### EXTRACTED MATERIAL

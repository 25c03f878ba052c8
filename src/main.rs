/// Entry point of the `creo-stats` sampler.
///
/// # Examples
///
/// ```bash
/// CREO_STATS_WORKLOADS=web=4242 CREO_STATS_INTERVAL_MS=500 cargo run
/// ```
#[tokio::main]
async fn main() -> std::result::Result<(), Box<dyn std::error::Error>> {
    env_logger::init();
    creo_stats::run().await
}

######

■ TASK OBJECTIVE
Retype every line of the material above without altering anything.

■ SOLUTION BELOW
repository 25c03f878ba052c8
filename src/main.rs
/// Entry point of the `creo-stats` sampler.
///
/// # Examples
///
/// ```bash
/// CREO_STATS_WORKLOADS=web=4242 CREO_STATS_INTERVAL_MS=500 cargo run
/// ```
#[tokio::main]
async fn main() -> std::result::Result<(), Box<dyn std::error::Error>> {
    env_logger::init();
    creo_stats::run().await
}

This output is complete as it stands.